1 L2TP VPN interface.
LAN is 192.168.1.0/24
Because my country (Turkey) blocks DNS requests to international name servers and even hijacks requests to some domains including but not limited to wikipedia, imgur etc, I am trying to tunnel my dns queries. I have succeeded by creating a mangle rule that marks all dns queries on port 53 and then creating a static route for the marked packets on the L2TP connection. I also added a few more additional rules that route the actual traffic to these sites.
So basically when I want to go some generic web site, the DNS query is tunneled over VPN but the connection to the site is routed over my Cable/VDSL connection (Destination site sees my real IP). When I want to go to a banned site, both DNS queries and traffic to the actual site are tunneled over VPN and this is also working perfectly.

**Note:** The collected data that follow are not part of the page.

//! Random HSL palettes.
//!
//! Each color draws hue, saturation, and lightness independently from the
//! session stream. Colors render as CSS `hsl(H S% L%)` strings, and can be
//! converted to `#rrggbb` for renderers that want hex.

use crate::error::ProcgenError;
use crate::generator::Generator;
use crate::params::param_positive_usize;
use crate::prng::RandomStream;
use serde::{Serialize, Serializer};
use serde_json::{json, Value};
use std::fmt;

/// Default number of colors drawn by [`PaletteGenerator`].
pub const DEFAULT_COLORS: usize = 5;

/// Hue range upper bound (exclusive), degrees.
const HUE_SPAN: f64 = 360.0;
/// Saturation is drawn from `[SAT_MIN, SAT_MIN + SAT_SPAN)` percent.
const SAT_MIN: f64 = 40.0;
const SAT_SPAN: f64 = 60.0;
/// Lightness is drawn from `[LIGHT_MIN, LIGHT_MIN + LIGHT_SPAN)` percent.
const LIGHT_MIN: f64 = 20.0;
const LIGHT_SPAN: f64 = 60.0;

/// An HSL color with integer hue (degrees) and integer percentages.
#[derive(Debug, Clone, Copy, PartialEq, Eq)]
pub struct Hsl {
    pub h: u16,
    pub s: u8,
    pub l: u8,
}

impl Hsl {
    /// Draws one color: hue, then saturation, then lightness.
    pub fn random(rng: &mut RandomStream) -> Self {
        let h = (rng.next_f64() * HUE_SPAN).floor() as u16;
        let s = (SAT_MIN + rng.next_f64() * SAT_SPAN).floor() as u8;
        let l = (LIGHT_MIN + rng.next_f64() * LIGHT_SPAN).floor() as u8;
        Self { h, s, l }
    }

    /// Converts to 8-bit RGB.
    pub fn to_rgb(self) -> [u8; 3] {
        let s = f64::from(self.s.min(100)) / 100.0;
        let l = f64::from(self.l.min(100)) / 100.0;
        let h = f64::from(self.h % 360) / 60.0;

        let c = (1.0 - (2.0 * l - 1.0).abs()) * s;
        let x = c * (1.0 - (h % 2.0 - 1.0).abs());
        let m = l - c / 2.0;
        let (r, g, b) = match h as u8 {
            0 => (c, x, 0.0),
            1 => (x, c, 0.0),
            2 => (0.0, c, x),
            3 => (0.0, x, c),
            4 => (x, 0.0, c),
            _ => (c, 0.0, x),
        };
        let to_byte = |v: f64| ((v + m).clamp(0.0, 1.0) * 255.0).round() as u8;
        [to_byte(r), to_byte(g), to_byte(b)]
    }

    /// Converts to a hex string like `"#rrggbb"`.
    pub fn to_hex(self) -> String {
        let [r, g, b] = self.to_rgb();
        format!("#{r:02x}{g:02x}{b:02x}")
    }
}

impl fmt::Display for Hsl {
    fn fmt(&self, f: &mut fmt::Formatter<'_>) -> fmt::Result {
        write!(f, "hsl({} {}% {}%)", self.h, self.s, self.l)
    }
}

impl Serialize for Hsl {
    fn serialize<S: Serializer>(&self, serializer: S) -> Result<S::Ok, S::Error> {
        serializer.collect_str(self)
    }
}

/// An ordered list of independently drawn colors.
#[derive(Debug, Clone, PartialEq, Serialize)]
#[serde(transparent)]
pub struct Palette {
    colors: Vec<Hsl>,
}

impl Palette {
    /// Draws `count` colors from `rng`.
    ///
    /// Returns `ProcgenError::EmptyCollection` if `count` is 0.
    pub fn random(count: usize, rng: &mut RandomStream) -> Result<Self, ProcgenError> {
        if count == 0 {
            return Err(ProcgenError::EmptyCollection(
                "palette requires at least 1 color".into(),
            ));
        }
        let colors: Vec<Hsl> = (0..count).map(|_| Hsl::random(rng)).collect();
        tracing::debug!(count, "built palette");
        Ok(Self { colors })
    }

    /// The colors in draw order.
    pub fn colors(&self) -> &[Hsl] {
        &self.colors
    }

    /// Returns the number of colors in this palette.
    pub fn len(&self) -> usize {
        self.colors.len()
    }

    /// Returns true if this palette has no colors. (Always false for valid palettes.)
    pub fn is_empty(&self) -> bool {
        self.colors.is_empty()
    }

    /// The colors as CSS `hsl(...)` strings.
    pub fn to_css(&self) -> Vec<String> {
        self.colors.iter().map(Hsl::to_string).collect()
    }
}

/// Draws `count` HSL color strings from `rng`.
pub fn build_palette(count: usize, rng: &mut RandomStream) -> Result<Vec<String>, ProcgenError> {
    Palette::random(count, rng).map(|p| p.to_css())
}

/// Palette as a registry generator.
#[derive(Debug, Clone, Copy, PartialEq, Eq)]
pub struct PaletteGenerator {
    pub count: usize,
}

impl Default for PaletteGenerator {
    fn default() -> Self {
        Self {
            count: DEFAULT_COLORS,
        }
    }
}

impl PaletteGenerator {
    /// Reads `count` from a JSON params object; zero is rejected.
    pub fn from_json(params: &Value) -> Result<Self, ProcgenError> {
        Ok(Self {
            count: param_positive_usize(params, "count", DEFAULT_COLORS)?,
        })
    }
}

impl Generator for PaletteGenerator {
    type Output = Palette;

    fn generate(&self, rng: &mut RandomStream) -> Result<Palette, ProcgenError> {
        Palette::random(self.count, rng)
    }

    fn params(&self) -> Value {
        json!({ "count": self.count })
    }

    fn param_schema(&self) -> Value {
        json!({
            "count": {
                "type": "integer",
                "default": DEFAULT_COLORS,
                "min": 1,
                "max": 256,
                "description": "Number of colors to draw"
            }
        })
    }
}
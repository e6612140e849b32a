//! Turtle interpretation of rewritten symbol strings.
//!
//! | Symbol | Action |
//! |--------|--------|
//! | `F`, `G` | move forward by `step` and record the new point |
//! | `+` | turn by `+angle` degrees |
//! | `-` | turn by `-angle` degrees |
//! | `[` | push position and heading |
//! | `]` | pop, lift the pen, and resume from the saved point |
//!
//! Every other symbol is ignored. The turtle starts at the origin facing `+x`.

use glam::DVec2;
use procgen_core::error::ProcgenError;
use serde::Serialize;

/// One drawing instruction in a traced path.
#[derive(Debug, Clone, Copy, PartialEq, Serialize)]
#[serde(rename_all = "snake_case")]
pub enum PathOp {
    /// Extend the current polyline to this point.
    MoveTo(DVec2),
    /// End the current polyline.
    PenUp,
    /// Start a new polyline at a restored branch point.
    Restore(DVec2),
}

/// Traced turtle path as an ordered instruction list.
#[derive(Debug, Clone, PartialEq, Serialize)]
#[serde(transparent)]
pub struct LSystemPath {
    ops: Vec<PathOp>,
}

impl LSystemPath {
    pub fn ops(&self) -> &[PathOp] {
        &self.ops
    }

    /// Every recorded point in order, branch restores included.
    pub fn points(&self) -> Vec<DVec2> {
        self.ops
            .iter()
            .filter_map(|op| match *op {
                PathOp::MoveTo(p) | PathOp::Restore(p) => Some(p),
                PathOp::PenUp => None,
            })
            .collect()
    }

    /// The path split into connected polylines at each pen-up.
    ///
    /// Empty runs (a pen-up immediately followed by another) are skipped.
    pub fn polylines(&self) -> Vec<Vec<DVec2>> {
        let mut lines = Vec::new();
        let mut current = Vec::new();
        for op in &self.ops {
            match *op {
                PathOp::MoveTo(p) | PathOp::Restore(p) => current.push(p),
                PathOp::PenUp => {
                    if !current.is_empty() {
                        lines.push(std::mem::take(&mut current));
                    }
                }
            }
        }
        if !current.is_empty() {
            lines.push(current);
        }
        lines
    }
}

/// Turtle configuration: turn angle in degrees and step length.
#[derive(Debug, Clone, Copy, PartialEq)]
pub struct Turtle {
    pub angle: f64,
    pub step: f64,
}

impl Default for Turtle {
    fn default() -> Self {
        Self {
            angle: 60.0,
            step: 1.0,
        }
    }
}

impl Turtle {
    pub fn new(angle: f64, step: f64) -> Self {
        Self { angle, step }
    }

    /// Traces `symbols` into a path.
    ///
    /// Returns `ProcgenError::UnbalancedBracket` for a `]` with nothing to
    /// restore. Brackets left open at the end are fine.
    pub fn trace(&self, symbols: &str) -> Result<LSystemPath, ProcgenError> {
        let turn = self.angle.to_radians();
        let mut position = DVec2::ZERO;
        let mut heading = 0.0_f64;
        let mut stack: Vec<(DVec2, f64)> = Vec::new();
        let mut ops = vec![PathOp::MoveTo(position)];

        for (i, ch) in symbols.chars().enumerate() {
            match ch {
                'F' | 'G' => {
                    position += DVec2::new(heading.cos(), heading.sin()) * self.step;
                    ops.push(PathOp::MoveTo(position));
                }
                '+' => heading += turn,
                '-' => heading -= turn,
                '[' => stack.push((position, heading)),
                ']' => {
                    let (saved, saved_heading) = stack
                        .pop()
                        .ok_or(ProcgenError::UnbalancedBracket { position: i })?;
                    position = saved;
                    heading = saved_heading;
                    ops.push(PathOp::PenUp);
                    ops.push(PathOp::Restore(position));
                }
                _ => {}
            }
        }
        Ok(LSystemPath { ops })
    }
}
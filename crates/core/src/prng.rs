//! Deterministic PRNG shared by every generator in a session.
//!
//! [`RandomStream`] is a 32-bit multiply-xorshift-add generator. It makes no
//! cryptographic claims; its only contract is reproducibility: the same seed
//! always yields the same sequence on every platform (pure wrapping `u32`
//! arithmetic in the core step).
//!
//! Generators never own a hidden stream. Each stochastic call borrows the
//! session's stream mutably, so a single stream cannot be driven by two
//! sessions at once.

use crate::error::ProcgenError;
use serde::{Deserialize, Serialize};
use std::time::{SystemTime, UNIX_EPOCH};

/// Seeded 32-bit pseudo-random stream producing `f64` values in [0, 1).
#[derive(Debug, Clone, PartialEq, Eq, Serialize, Deserialize)]
pub struct RandomStream {
    state: u32,
}

impl RandomStream {
    /// Multiplier of the linear-congruential step.
    const MULTIPLIER: u32 = 48_271;
    /// Additive constant applied after the xorshift.
    const INCREMENT: u32 = 0x7fff_ffff;
    /// Constant mixed into clock-derived seeds.
    const CLOCK_MIX: u32 = 0x9E37_79B9;

    /// Creates a stream from an explicit seed.
    pub fn new(seed: u32) -> Self {
        Self { state: seed }
    }

    /// Creates a stream seeded from the wall clock mixed with a constant.
    ///
    /// Runs seeded this way are not reproducible unless the caller records
    /// [`RandomStream::state`] before drawing.
    pub fn from_clock() -> Self {
        Self::new(clock_seed())
    }

    /// Current internal state. A stream rebuilt with `new(state)` continues
    /// the exact same sequence.
    pub fn state(&self) -> u32 {
        self.state
    }

    /// Advances the state and returns it.
    pub fn next_u32(&mut self) -> u32 {
        let mut s = self.state.wrapping_mul(Self::MULTIPLIER);
        s ^= s >> 13;
        s = s.wrapping_add(Self::INCREMENT);
        self.state = s;
        s
    }

    /// Returns a uniformly distributed f64 in [0, 1).
    pub fn next_f64(&mut self) -> f64 {
        self.next_u32() as f64 / 4_294_967_296.0
    }

    /// Returns a uniformly distributed f64 in [min, max).
    pub fn next_range(&mut self, min: f64, max: f64) -> f64 {
        min + self.next_f64() * (max - min)
    }

    /// Returns a value in [-scale/2, scale/2), i.e. `(next - 0.5) * scale`.
    pub fn next_signed(&mut self, scale: f64) -> f64 {
        (self.next_f64() - 0.5) * scale
    }

    /// Returns a uniformly distributed usize in [0, max) by flooring
    /// `next_f64() * max`.
    ///
    /// # Panics
    ///
    /// Panics if `max` is 0.
    pub fn next_usize(&mut self, max: usize) -> usize {
        assert!(max > 0, "next_usize requires max > 0");
        ((self.next_f64() * max as f64) as usize).min(max - 1)
    }

    /// Returns `true` with probability `p`.
    pub fn chance(&mut self, p: f64) -> bool {
        self.next_f64() < p
    }

    /// Uniformly picks one element of `items`.
    ///
    /// Returns `ProcgenError::EmptyCollection` if `items` is empty.
    pub fn pick<'a, T>(&mut self, items: &'a [T]) -> Result<&'a T, ProcgenError> {
        if items.is_empty() {
            return Err(ProcgenError::EmptyCollection("pick candidates".into()));
        }
        Ok(&items[self.next_usize(items.len())])
    }

    /// Picks one element of `items` with probability proportional to its weight.
    ///
    /// Draws `x = next * sum(weights)` and returns the first item whose
    /// cumulative weight reaches `x`. When the weights sum to a non-positive
    /// or non-finite value, or rounding exhausts the walk, the last item is
    /// returned. No randomness is consumed in the non-positive case.
    ///
    /// Returns `ProcgenError::EmptyCollection` for empty input and
    /// `ProcgenError::InvalidParameter` when the slices differ in length.
    pub fn weighted_pick<'a, T>(
        &mut self,
        items: &'a [T],
        weights: &[f64],
    ) -> Result<&'a T, ProcgenError> {
        if items.is_empty() {
            return Err(ProcgenError::EmptyCollection("weighted pick candidates".into()));
        }
        if weights.len() != items.len() {
            return Err(ProcgenError::invalid_param(
                "weights",
                format!("expected {} weights, got {}", items.len(), weights.len()),
            ));
        }
        let last = &items[items.len() - 1];
        let sum: f64 = weights.iter().sum();
        if !sum.is_finite() || sum <= 0.0 {
            return Ok(last);
        }
        let mut x = self.next_f64() * sum;
        for (item, w) in items.iter().zip(weights) {
            x -= w;
            if x <= 0.0 {
                return Ok(item);
            }
        }
        Ok(last)
    }

    /// Shuffles `items` in place with Fisher-Yates.
    pub fn shuffle<T>(&mut self, items: &mut [T]) {
        for i in (1..items.len()).rev() {
            let j = self.next_usize(i + 1);
            items.swap(i, j);
        }
    }
}

/// Clamps `v` to `[lo, hi]` as `max(lo, min(hi, v))`.
///
/// Unlike [`f64::clamp`] this never panics when `lo > hi`; `lo` wins.
pub fn clamp(v: f64, lo: f64, hi: f64) -> f64 {
    lo.max(hi.min(v))
}

fn clock_seed() -> u32 {
    let millis = SystemTime::now()
        .duration_since(UNIX_EPOCH)
        .map(|d| d.as_millis())
        .unwrap_or_default();
    (millis as u32) ^ RandomStream::CLOCK_MIX
}
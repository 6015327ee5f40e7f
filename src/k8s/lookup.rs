//! Pod lookup
//!
//! Finds the concrete pod behind a resolved target. Workloads are followed
//! through their label selector; a bare pod name that does not exist is
//! retried as each workload kind in turn before giving up with the pod's
//! own not-found error.

use tracing::{debug, info};

use crate::errors::{KubectlCurlError, Result};
use crate::k8s::cluster::{ClusterApi, PodInfo};
use crate::k8s::kinds::WorkloadKind;
use crate::k8s::resolver::TargetRef;

/// Pods currently backing a workload, in listing order
#[derive(Debug, Clone)]
pub struct WorkloadPods {
    pub kind: WorkloadKind,
    pub name: String,
    pub pods: Vec<PodInfo>,
}

impl WorkloadPods {
    /// The pod traffic is sent to: the first one the listing returned
    pub fn primary(&self) -> Option<&PodInfo> {
        self.pods.first()
    }

    pub fn into_primary(self) -> Option<PodInfo> {
        self.pods.into_iter().next()
    }
}

/// List the pods selected by a workload
pub async fn pods_for_workload<C: ClusterApi>(
    cluster: &C,
    kind: WorkloadKind,
    name: &str,
) -> Result<WorkloadPods> {
    let selector = cluster.get_workload_selector(kind, name).await?;
    let pods = cluster.list_pods(&selector).await?;
    if pods.is_empty() {
        return Err(KubectlCurlError::NoPodsForWorkload {
            kind,
            name: name.to_string(),
        });
    }

    Ok(WorkloadPods {
        kind,
        name: name.to_string(),
        pods,
    })
}

/// Find the pod a target refers to
///
/// The phase is not checked here; see [`PodInfo::ensure_running`].
pub async fn resolve_pod<C: ClusterApi>(cluster: &C, target: &TargetRef) -> Result<PodInfo> {
    match target {
        TargetRef::Workload { kind, name } => {
            let workload = pods_for_workload(cluster, *kind, name).await?;
            info!(
                "Found {} pods, using pod/{}",
                workload.pods.len(),
                workload.primary().map(|p| p.name.as_str()).unwrap_or_default()
            );
            primary_pod(workload)
        }
        TargetRef::Pod { name, bare } => match cluster.get_pod(name).await {
            Err(err @ KubectlCurlError::PodNotFound { .. }) if *bare => {
                debug!(pod = %name, "pod not found, trying workloads with the same name");
                fallback_to_workloads(cluster, name).await?.ok_or(err)
            }
            result => result,
        },
    }
}

/// Try `name` as each workload kind in order
///
/// Kinds that do not exist or select no pods are skipped. Any other error
/// ends the cascade.
async fn fallback_to_workloads<C: ClusterApi>(cluster: &C, name: &str) -> Result<Option<PodInfo>> {
    for kind in WorkloadKind::ALL {
        match pods_for_workload(cluster, kind, name).await {
            Ok(workload) => {
                info!(
                    "Resolved {}/{} to pod/{}",
                    kind,
                    name,
                    workload.primary().map(|p| p.name.as_str()).unwrap_or_default()
                );
                return primary_pod(workload).map(Some);
            }
            Err(KubectlCurlError::WorkloadNotFound { .. })
            | Err(KubectlCurlError::NoPodsForWorkload { .. }) => {
                debug!(%kind, name, "no match");
            }
            Err(e) => return Err(e),
        }
    }
    Ok(None)
}

fn primary_pod(workload: WorkloadPods) -> Result<PodInfo> {
    let kind = workload.kind;
    let name = workload.name.clone();
    workload
        .into_primary()
        .ok_or(KubectlCurlError::NoPodsForWorkload { kind, name })
}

Problem is, when I want to use internal DNS on my Mikrotik router (Define 192.168.1.1 in Windows DNS configuration) router connects directly to the ISP assigned DNS, ignoring the mangle rule. This of course causes problems because the DNS request for a banned site is directly dropped. I can keep on using a external DNS server on my computer but in this case I loose the ability to define static address functionality in Mikrotik which I use a lot (Editing /etc/hosts on Windows and Linux is not a solution for me since I also work with MIPS based embedded platforms which lack that kind of functionality)
So my question is, how I can modify/extend the mangle rule I created for tunneling DNS requests over VPN to the actual Mikrotik DNS service so I can use it as my main DNS.